• **WHAT YOU HAVE TO DO**: Starting with the line that contains "fn fmt(&self, f: &mut", copy out each line through the end of the entries below, exactly as written, and nothing else.

• **EXERCISE MATERIALS**:
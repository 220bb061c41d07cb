#[cfg(feature = "serde")]
use serde::{Deserialize, Serialize};

/// A line/column pair in source text, both 1-based.
#[derive(Debug, Clone, Copy, PartialEq, Eq, PartialOrd, Ord, Hash)]
#[cfg_attr(feature = "serde", derive(Serialize, Deserialize))]
pub struct Position {
    pub line: u32,
    pub column: u32,
}

/// The region of source text a note wrapper annotates.
///
/// Spans come from the text parser; the binary encoding does not carry
/// them, so decoded trees never contain note nodes.
#[derive(Debug, Clone, Copy, PartialEq, Eq, Hash)]
#[cfg_attr(feature = "serde", derive(Serialize, Deserialize))]
pub struct Span {
    pub begin: Position,
    pub end: Position,
}

impl Span {
    pub fn new(begin: Position, end: Position) -> Self {
        Self { begin, end }
    }
}

impl std::fmt::Display for Span {
    fn fmt(&self, f: &mut std::fmt::Formatter<'_>) -> std::fmt::Result {
        write!(
            f,
            "{}:{}-{}:{}",
            self.begin.line, self.begin.column, self.end.line, self.end.column
        )
    }
}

• **EXPECTED ANSWER**:
    fn fmt(&self, f: &mut std::fmt::Formatter<'_>) -> std::fmt::Result {
        write!(
            f,
            "{}:{}-{}:{}",
            self.begin.line, self.begin.column, self.end.line, self.end.column
        )
    }
}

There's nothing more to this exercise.